Content starts

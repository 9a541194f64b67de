use axum::{
    http::StatusCode,
    response::{IntoResponse, Response},
    Json,
};
use serde::Serialize;
use serde_json::json;
use thiserror::Error;
use uuid::Uuid;

/// Failure taxonomy of the reconciliation subsystem.
///
/// Every variant is recovered at the component boundary (resolver, coordinator,
/// tailoring engine). The document store is never left half-updated by any of them.
#[derive(Debug, Clone, Error, PartialEq, Eq)]
pub enum ProfileError {
    #[error("No valid session for this operation")]
    Unauthorized,

    #[error("{target} is already being regenerated")]
    AlreadyInProgress { target: String },

    #[error("{target} no longer exists in the document")]
    StaleTarget { target: String },

    #[error("Profile source is unavailable")]
    SourceUnavailable,

    #[error("Value for {field} does not match its declared shape ({expected})")]
    ShapeMismatch { field: String, expected: String },

    #[error("No response from {operation} within {seconds}s")]
    Timeout { operation: String, seconds: u64 },

    #[error("Remote service failed: {0}")]
    RemoteFailure(RemoteFailure),

    #[error("Network failure: {0}")]
    NetworkFailure(String),

    #[error("Missing input: {0}")]
    MissingInput(String),

    #[error("Session {0} not found")]
    SessionNotFound(Uuid),
}

/// Explicit error reported by a remote service. Rate limits and exhausted
/// quotas are kept apart so the user can be told to wait rather than give up.
#[derive(Debug, Clone, Error, PartialEq, Eq)]
pub enum RemoteFailure {
    #[error("rate limit exceeded")]
    RateLimited,

    #[error("generation credits exhausted")]
    QuotaExhausted,

    #[error("{0}")]
    Service(String),
}

/// What the user can do about a failure.
#[derive(Debug, Clone, Copy, PartialEq, Eq, Serialize)]
#[serde(rename_all = "snake_case")]
pub enum Remedy {
    Retry,
    LogIn,
    WaitAndRetry,
    FixInput,
    ServiceUnavailable,
}

impl ProfileError {
    pub fn shape_mismatch(field: impl Into<String>, expected: impl Into<String>) -> Self {
        ProfileError::ShapeMismatch {
            field: field.into(),
            expected: expected.into(),
        }
    }

    pub fn remedy(&self) -> Remedy {
        match self {
            ProfileError::Unauthorized
            | ProfileError::SourceUnavailable
            | ProfileError::SessionNotFound(_) => Remedy::LogIn,
            ProfileError::AlreadyInProgress { .. }
            | ProfileError::RemoteFailure(RemoteFailure::RateLimited) => Remedy::WaitAndRetry,
            ProfileError::RemoteFailure(RemoteFailure::QuotaExhausted) => {
                Remedy::ServiceUnavailable
            }
            ProfileError::ShapeMismatch { .. } | ProfileError::MissingInput(_) => {
                Remedy::FixInput
            }
            ProfileError::StaleTarget { .. }
            | ProfileError::Timeout { .. }
            | ProfileError::RemoteFailure(RemoteFailure::Service(_))
            | ProfileError::NetworkFailure(_) => Remedy::Retry,
        }
    }

    /// Message shown to the user. Each kind gets its own wording.
    pub fn user_message(&self) -> String {
        match self {
            ProfileError::Unauthorized => {
                "Log in with your profile to use AI regeneration.".to_string()
            }
            ProfileError::AlreadyInProgress { target } => {
                format!("{target} is already regenerating. Wait for it to finish.")
            }
            ProfileError::StaleTarget { target } => format!(
                "{target} changed while it was being regenerated, so the result was discarded. Try again."
            ),
            ProfileError::SourceUnavailable => {
                "Could not load your imported profile. Log in again or continue with the sample."
                    .to_string()
            }
            ProfileError::ShapeMismatch { field, expected } => {
                format!("The value for {field} must be {expected}.")
            }
            ProfileError::Timeout { operation, .. } => {
                format!("The {operation} request took too long. Try again.")
            }
            ProfileError::RemoteFailure(RemoteFailure::RateLimited) => {
                "Rate limit exceeded. Please try again in a moment.".to_string()
            }
            ProfileError::RemoteFailure(RemoteFailure::QuotaExhausted) => {
                "AI credits are exhausted. Generation is unavailable until credits are added."
                    .to_string()
            }
            ProfileError::RemoteFailure(RemoteFailure::Service(msg)) => {
                format!("The generation service reported an error: {msg}. Try again.")
            }
            ProfileError::NetworkFailure(_) => {
                "Failed to connect to the server. Please try again.".to_string()
            }
            ProfileError::MissingInput(what) => format!("Please enter {what} first."),
            ProfileError::SessionNotFound(_) => {
                "Your editing session has expired. Start a new one.".to_string()
            }
        }
    }

    fn status_code(&self) -> (StatusCode, &'static str) {
        match self {
            ProfileError::Unauthorized => (StatusCode::UNAUTHORIZED, "UNAUTHORIZED"),
            ProfileError::AlreadyInProgress { .. } => (StatusCode::CONFLICT, "ALREADY_IN_PROGRESS"),
            ProfileError::StaleTarget { .. } => (StatusCode::CONFLICT, "STALE_TARGET"),
            ProfileError::SourceUnavailable => {
                (StatusCode::FAILED_DEPENDENCY, "SOURCE_UNAVAILABLE")
            }
            ProfileError::ShapeMismatch { .. } => {
                (StatusCode::UNPROCESSABLE_ENTITY, "SHAPE_MISMATCH")
            }
            ProfileError::Timeout { .. } => (StatusCode::GATEWAY_TIMEOUT, "TIMEOUT"),
            ProfileError::RemoteFailure(RemoteFailure::RateLimited) => {
                (StatusCode::TOO_MANY_REQUESTS, "RATE_LIMITED")
            }
            ProfileError::RemoteFailure(RemoteFailure::QuotaExhausted) => {
                (StatusCode::PAYMENT_REQUIRED, "QUOTA_EXHAUSTED")
            }
            ProfileError::RemoteFailure(RemoteFailure::Service(_)) => {
                (StatusCode::BAD_GATEWAY, "REMOTE_FAILURE")
            }
            ProfileError::NetworkFailure(_) => (StatusCode::BAD_GATEWAY, "NETWORK_FAILURE"),
            ProfileError::MissingInput(_) => (StatusCode::BAD_REQUEST, "MISSING_INPUT"),
            ProfileError::SessionNotFound(_) => (StatusCode::NOT_FOUND, "SESSION_NOT_FOUND"),
        }
    }
}

/// Application-level error type.
/// Implements `IntoResponse` so Axum handlers can return `Result<T, AppError>`.
#[derive(Debug, Error)]
pub enum AppError {
    #[error("Validation error: {0}")]
    Validation(String),

    #[error("Not found: {0}")]
    NotFound(String),

    #[error(transparent)]
    Profile(#[from] ProfileError),
}

impl IntoResponse for AppError {
    fn into_response(self) -> Response {
        let (status, code, message, remedy) = match &self {
            AppError::Validation(msg) => (
                StatusCode::BAD_REQUEST,
                "VALIDATION_ERROR",
                msg.clone(),
                Remedy::FixInput,
            ),
            AppError::NotFound(msg) => (
                StatusCode::NOT_FOUND,
                "NOT_FOUND",
                msg.clone(),
                Remedy::FixInput,
            ),
            AppError::Profile(err) => {
                let (status, code) = err.status_code();
                if status.is_server_error() {
                    tracing::error!("Profile operation failed: {err}");
                } else {
                    tracing::warn!("Profile operation rejected: {err}");
                }
                (status, code, err.user_message(), err.remedy())
            }
        };

        let body = Json(json!({
            "error": {
                "code": code,
                "message": message,
                "remedy": remedy,
            }
        }));

        (status, body).into_response()
    }
}

#[cfg(test)]
mod tests {
    use super::*;

    #[test]
    fn test_rate_limit_and_quota_have_distinct_remedies() {
        let rate = ProfileError::RemoteFailure(RemoteFailure::RateLimited);
        let quota = ProfileError::RemoteFailure(RemoteFailure::QuotaExhausted);
        assert_eq!(rate.remedy(), Remedy::WaitAndRetry);
        assert_eq!(quota.remedy(), Remedy::ServiceUnavailable);
        assert_ne!(rate.user_message(), quota.user_message());
    }

    #[test]
    fn test_unauthorized_asks_to_log_in() {
        assert_eq!(ProfileError::Unauthorized.remedy(), Remedy::LogIn);
    }

    #[test]
    fn test_already_in_progress_is_not_a_retry() {
        let err = ProfileError::AlreadyInProgress {
            target: "skills".to_string(),
        };
        assert_eq!(err.remedy(), Remedy::WaitAndRetry);
        assert!(err.user_message().contains("already regenerating"));
    }

    #[test]
    fn test_status_codes() {
        let resp = AppError::from(ProfileError::StaleTarget {
            target: "experience[1]".to_string(),
        })
        .into_response();
        assert_eq!(resp.status(), StatusCode::CONFLICT);

        let resp = AppError::from(ProfileError::Timeout {
            operation: "regeneration".to_string(),
            seconds: 20,
        })
        .into_response();
        assert_eq!(resp.status(), StatusCode::GATEWAY_TIMEOUT);
    }
}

Content ends

_PROBLEM STATEMENT_.
In the reply, include exactly the lines from the beginning of the entries above through the line holding "Every variant is", and nothing besides.

_RESPONSE TO THIS EXERCISE_.
repository 9a541194f64b67de
use axum::{
    http::StatusCode,
    response::{IntoResponse, Response},
    Json,
};
use serde::Serialize;
use serde_json::json;
use thiserror::Error;
use uuid::Uuid;

/// Failure taxonomy of the reconciliation subsystem.
///
/// Every variant is recovered at the component boundary (resolver, coordinator,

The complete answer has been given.